British Columbians have a wealth of ideas about how to build a just, healthy and sustainable future. But it’s up to our elected leaders to make it happen.

If not now, when?

The escalating climate crisis was pounding at our door, warning us we were heading in the wrong direction, when COVID-19 swept our legs right out from under us. As we get back up and begin to step down the road to recovery, we have an unprecedented opportunity to shift our society in a different direction. To put people back to work building stronger communities that can withstand climate impacts, protect the natural world and dismantle historical inequities.

We know the appetite for this shift is strong: just look at the national movement for a #JustRecovery. But we also know that legacy industries like mining and big oil are fighting tooth and nail to get back to business as usual, and keep us stuck on the old path. Billions of dollars of government stimulus funding are on the line, and we’re at a crossroads.

Business as usual or a moment of transformation?

Early signals out of the B.C. government weren’t encouraging. A few weeks ago, we joined a conference call with Premier Horgan to raise concerns that the Economic Recovery Task Force struck to guide the roll-out of billions of dollars in stimulus spending was heavily weighted to big business, and had no representatives with experience tackling the climate crisis, or building a locally-focused, resilient economy.

We were surprised to hear the Premier say that he thought British Columbians wanted to get back to how things had been before the pandemic as quickly as possible – which was exactly the opposite of what we had been hearing. It also stands in stark opposition to recent polling, which shows that 74% of Canadians expect a broad transformation of society as we emerge from this pandemic, rather than a return to the status quo.

4,000 ideas to build a better B.C.

So we decided to take the conversation about how B.C. should build back after COVID-19 out to our community. We sent a survey to Dogwood supporters, asking this question: “If you could pick one project to pitch to B.C. cabinet ministers with money to spend, what would it be?” The response was overwhelming: 4,000 beautiful ideas to build a better B.C.

Our survey results show that many British Columbians are well past the stage of imagining a different future. You have concrete, inspiring ideas about how to get there: shovel-ready projects that could put people back to work this summer.

You want to see Indigenous-owned solar farms. Youth bringing provincial parks back to life and replanting trees. Seniors protected in publicly-owned care facilities of the highest quality, and affordable housing for all. A 100% renewable transit fleet. You want to see the former cannery sites in once-bustling coastal communities revitalized with vertical ocean farms feeding local people and employing out of work fisherpeople.

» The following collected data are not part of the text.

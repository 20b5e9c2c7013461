use async_trait::async_trait;
use sqlx::PgPool;
use tracing::{debug, info};

use crate::database::manager::DatabaseError;
use crate::database::models::{Category, NewTodo, Todo, User};
use crate::database::store::TodoStore;

/// Schema statements, applied in order. Each one is idempotent.
const MIGRATIONS: &[(&str, &str)] = &[
    (
        "create_users",
        "CREATE TABLE IF NOT EXISTS users (
            id BIGSERIAL PRIMARY KEY,
            username TEXT NOT NULL UNIQUE
        )",
    ),
    (
        "create_todos",
        "CREATE TABLE IF NOT EXISTS todos (
            id BIGSERIAL PRIMARY KEY,
            text TEXT NOT NULL,
            user_id BIGINT NOT NULL REFERENCES users(id)
        )",
    ),
    (
        "create_categories",
        "CREATE TABLE IF NOT EXISTS categories (
            id BIGSERIAL PRIMARY KEY,
            text TEXT NOT NULL,
            user_id BIGINT NOT NULL REFERENCES users(id)
        )",
    ),
    (
        "create_todo_categories",
        "CREATE TABLE IF NOT EXISTS todo_categories (
            todo_id BIGINT NOT NULL REFERENCES todos(id) ON DELETE CASCADE,
            category_id BIGINT NOT NULL REFERENCES categories(id) ON DELETE CASCADE,
            PRIMARY KEY (todo_id, category_id)
        )",
    ),
    (
        "index_todo_categories_category",
        "CREATE INDEX IF NOT EXISTS todo_categories_category_idx ON todo_categories (category_id)",
    ),
];

/// Advisory lock key serializing concurrent `migrate` calls
const MIGRATION_LOCK: i64 = 0x746f_646f_6361_74;

/// PostgreSQL-backed store
#[derive(Clone)]
pub struct PgTodoStore {
    pool: PgPool,
}

impl PgTodoStore {
    pub fn new(pool: PgPool) -> Self {
        Self { pool }
    }

    /// Create any missing tables inside a single transaction.
    pub async fn migrate(&self) -> Result<(), DatabaseError> {
        let mut tx = self.pool.begin().await?;
        sqlx::query("SELECT pg_advisory_xact_lock($1)")
            .bind(MIGRATION_LOCK)
            .execute(&mut *tx)
            .await?;
        for (name, sql) in MIGRATIONS {
            sqlx::query(sql)
                .execute(&mut *tx)
                .await
                .map_err(|e| DatabaseError::MigrationError(format!("{}: {}", name, e)))?;
            debug!("Applied migration {}", name);
        }
        tx.commit().await?;
        info!("Database schema is up to date ({} steps)", MIGRATIONS.len());
        Ok(())
    }

    pub async fn close(&self) {
        self.pool.close().await;
    }
}

#[async_trait]
impl TodoStore for PgTodoStore {
    async fn get_user(&self, id: i64) -> Result<Option<User>, DatabaseError> {
        let user = sqlx::query_as::<_, User>("SELECT id, username FROM users WHERE id = $1")
            .bind(id)
            .fetch_optional(&self.pool)
            .await?;
        Ok(user)
    }

    async fn get_todo(&self, id: i64) -> Result<Option<Todo>, DatabaseError> {
        let todo = sqlx::query_as::<_, Todo>("SELECT id, text, user_id FROM todos WHERE id = $1")
            .bind(id)
            .fetch_optional(&self.pool)
            .await?;
        Ok(todo)
    }

    async fn get_category(&self, id: i64) -> Result<Option<Category>, DatabaseError> {
        let category = sqlx::query_as::<_, Category>(
            "SELECT id, text, user_id FROM categories WHERE id = $1",
        )
        .bind(id)
        .fetch_optional(&self.pool)
        .await?;
        Ok(category)
    }

    async fn insert_user(&self, username: &str) -> Result<User, DatabaseError> {
        let user = sqlx::query_as::<_, User>(
            "INSERT INTO users (username) VALUES ($1) RETURNING id, username",
        )
        .bind(username)
        .fetch_one(&self.pool)
        .await?;
        Ok(user)
    }

    async fn insert_todo(&self, todo: NewTodo) -> Result<Todo, DatabaseError> {
        let todo = sqlx::query_as::<_, Todo>(
            "INSERT INTO todos (text, user_id) VALUES ($1, $2) RETURNING id, text, user_id",
        )
        .bind(&todo.text)
        .bind(todo.user_id)
        .fetch_one(&self.pool)
        .await?;
        Ok(todo)
    }

    async fn insert_category(&self, text: &str, user_id: i64) -> Result<Category, DatabaseError> {
        let category = sqlx::query_as::<_, Category>(
            "INSERT INTO categories (text, user_id) VALUES ($1, $2) RETURNING id, text, user_id",
        )
        .bind(text)
        .bind(user_id)
        .fetch_one(&self.pool)
        .await?;
        Ok(category)
    }

    async fn link(&self, todo_id: i64, category_id: i64) -> Result<bool, DatabaseError> {
        // The composite primary key makes concurrent inserts of the same pair collapse.
        let result = sqlx::query(
            "INSERT INTO todo_categories (todo_id, category_id) VALUES ($1, $2)
             ON CONFLICT (todo_id, category_id) DO NOTHING",
        )
        .bind(todo_id)
        .bind(category_id)
        .execute(&self.pool)
        .await?;
        Ok(result.rows_affected() > 0)
    }

    async fn unlink(&self, todo_id: i64, category_id: i64) -> Result<bool, DatabaseError> {
        let result = sqlx::query(
            "DELETE FROM todo_categories WHERE todo_id = $1 AND category_id = $2",
        )
        .bind(todo_id)
        .bind(category_id)
        .execute(&self.pool)
        .await?;
        Ok(result.rows_affected() > 0)
    }

    async fn todos_for_category(&self, category_id: i64) -> Result<Vec<Todo>, DatabaseError> {
        let todos = sqlx::query_as::<_, Todo>(
            "SELECT t.id, t.text, t.user_id
             FROM todos t
             JOIN todo_categories tc ON tc.todo_id = t.id
             WHERE tc.category_id = $1
             ORDER BY t.id",
        )
        .bind(category_id)
        .fetch_all(&self.pool)
        .await?;
        Ok(todos)
    }

    async fn health_check(&self) -> Result<(), DatabaseError> {
        sqlx::query("SELECT 1").execute(&self.pool).await?;
        Ok(())
    }
}
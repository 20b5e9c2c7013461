use axum::{
    extract::{Request, State},
    http::{header::AUTHORIZATION, HeaderMap},
    middleware::Next,
    response::Response,
};

use crate::auth::{validate_jwt, Claims};
use crate::error::ApiError;
use crate::state::AppState;

/// Caller identity taken from a verified JWT. Not yet checked against the store.
#[derive(Clone, Debug)]
pub struct AuthUser {
    pub user_id: i64,
    pub username: String,
}

impl From<Claims> for AuthUser {
    fn from(claims: Claims) -> Self {
        Self {
            user_id: claims.sub,
            username: claims.username,
        }
    }
}

/// JWT authentication middleware that validates tokens and extracts user context
pub async fn jwt_auth_middleware(
    State(state): State<AppState>,
    headers: HeaderMap,
    mut request: Request,
    next: Next,
) -> Result<Response, ApiError> {
    let token = extract_jwt_from_headers(&headers).map_err(ApiError::unauthorized)?;

    let claims = validate_jwt(token, &state.config().security).map_err(|e| {
        tracing::debug!("Rejected bearer token: {}", e);
        ApiError::unauthorized("Could not validate credentials")
    })?;

    request.extensions_mut().insert(AuthUser::from(claims));

    Ok(next.run(request).await)
}

/// Extract JWT token from Authorization header
fn extract_jwt_from_headers(headers: &HeaderMap) -> Result<&str, &'static str> {
    let auth_header = headers
        .get(AUTHORIZATION)
        .ok_or("Missing Authorization header")?;

    let auth_str = auth_header
        .to_str()
        .map_err(|_| "Invalid Authorization header format")?;

    match auth_str.strip_prefix("Bearer ") {
        Some(token) if !token.trim().is_empty() => Ok(token.trim()),
        Some(_) => Err("Empty JWT token"),
        None => Err("Authorization header must use Bearer token format"),
    }
}
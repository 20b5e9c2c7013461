pub mod category;
pub mod todo;
pub mod user;

pub use category::{Category, CreateCategory};
pub use todo::{NewTodo, Todo};
pub use user::User;
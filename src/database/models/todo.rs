use serde::{Deserialize, Serialize};
use sqlx::FromRow;

#[derive(Debug, Clone, PartialEq, Eq, Serialize, Deserialize, FromRow)]
pub struct Todo {
    pub id: i64,
    pub text: String,
    pub user_id: i64,
}

#[derive(Debug, Clone)]
pub struct NewTodo {
    pub text: String,
    pub user_id: i64,
}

You have ideas on how to make our existing industries greener and how to grow new sources of local economic development in remote and Indigenous communities. And 99% of you believe governments should seize this moment to rebuild the economy better than it was before.

Results from April 2020 survey of Dogwood supporters

After two weeks of sifting through submissions, we’ve compiled the the top 31 projects that have rolled in so far on an interactive map. Check it out, pan around, zoom in, and see what your friends and neighbours’ vision for B.C. looks like – and add your own ideas if you haven’t had a chance yet. We’ll take the most popular projects and bring them back to government ministers.

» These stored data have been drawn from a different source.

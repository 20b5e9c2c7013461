use sqlx::{postgres::PgPoolOptions, PgPool};
use std::time::Duration;
use thiserror::Error;
use tracing::info;

use crate::config::DatabaseConfig;

/// Errors raised by the store layer
#[derive(Debug, Error)]
pub enum DatabaseError {
    #[error("Missing configuration: {0}")]
    ConfigMissing(&'static str),

    #[error("Invalid database URL")]
    InvalidDatabaseUrl,

    #[error("Not found: {0}")]
    NotFound(String),

    #[error("Migration error: {0}")]
    MigrationError(String),

    #[error(transparent)]
    Sqlx(#[from] sqlx::Error),
}

/// Builds PostgreSQL connection pools from [`DatabaseConfig`].
pub struct DatabaseManager;

impl DatabaseManager {
    /// Open a pool against the configured database URL.
    pub async fn connect(config: &DatabaseConfig) -> Result<PgPool, DatabaseError> {
        let url = config
            .url
            .as_deref()
            .ok_or(DatabaseError::ConfigMissing("DATABASE_URL"))?;
        let redacted = Self::redacted_url(url)?;

        let pool = PgPoolOptions::new()
            .max_connections(config.max_connections)
            .acquire_timeout(Duration::from_secs(config.connection_timeout))
            .connect(url)
            .await?;

        info!("Created database pool for: {}", redacted);
        Ok(pool)
    }

    /// Parse the URL and strip the password so it can be logged.
    fn redacted_url(raw: &str) -> Result<String, DatabaseError> {
        let mut url = url::Url::parse(raw).map_err(|_| DatabaseError::InvalidDatabaseUrl)?;
        if !matches!(url.scheme(), "postgres" | "postgresql") {
            return Err(DatabaseError::InvalidDatabaseUrl);
        }
        if url.password().is_some() {
            url.set_password(Some("***"))
                .map_err(|_| DatabaseError::InvalidDatabaseUrl)?;
        }
        Ok(url.into())
    }
}
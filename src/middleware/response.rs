use axum::{http::StatusCode, Json};
use serde::Serialize;

/// Handler result: a bare JSON body on success, an `ApiError` body on failure.
pub type ApiResult<T> = Result<T, crate::error::ApiError>;

/// 201 Created with the resource as the body
pub fn created<T: Serialize>(data: T) -> (StatusCode, Json<T>) {
    (StatusCode::CREATED, Json(data))
}

/// Body of the attach/detach confirmations.
#[derive(Debug, Clone, Serialize)]
pub struct MessageResponse {
    pub message: String,
}

impl MessageResponse {
    pub fn new(message: impl Into<String>) -> Self {
        Self { message: message.into() }
    }
}
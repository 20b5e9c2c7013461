// handlers/public/mod.rs - Public handlers (no authentication)

pub mod health;

pub use health::{health, root};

Build Back Better for whom?

Before COVID-19 shuttered the economy, Dogwood had just launched a new campaign to make energy in B.C. 100% renewable and democratically controlled. We called it Local Power because we believe that if people could power their homes and vehicles with clean, locally generated electricity we could get our communities off fossil fuels, turn the tide on our growing emissions, and transfer power from big, foreign corporations into the hands of local people.

In the 4,000+ project ideas you submitted we saw an affirmation of that goal and plenty of inspiration about how to get there. They’re emblematic of a B.C. that meets its climate goals while ensuring nobody is left behind. Whether you choose to call that a Green New Deal or a healthy, just, and resilient recovery, you are not alone if you feel like ‘back to business as usual is the wrong direction.

Premier Horgan now says he wants to ‘Build Back Better’ and put Clean BC at the centre of the province’s recovery planning. If he’s serious, he’ll listen to the growing body of research showing that post-COVID stimulus funding represents an unmatched opportunity to build a low-carbon economy that brings security and hope to people in every corner of our province.

Our crowd-sourced map shows there is no shortage of appetite or ideas for what this transition could look like in B.C. With the stroke of a pen, the provincial Cabinet could green-light projects like these and make this shift a reality.

The question is: will the government retreat to business as usual, or take the leap and Build Back Better for the vast majority of British Columbians?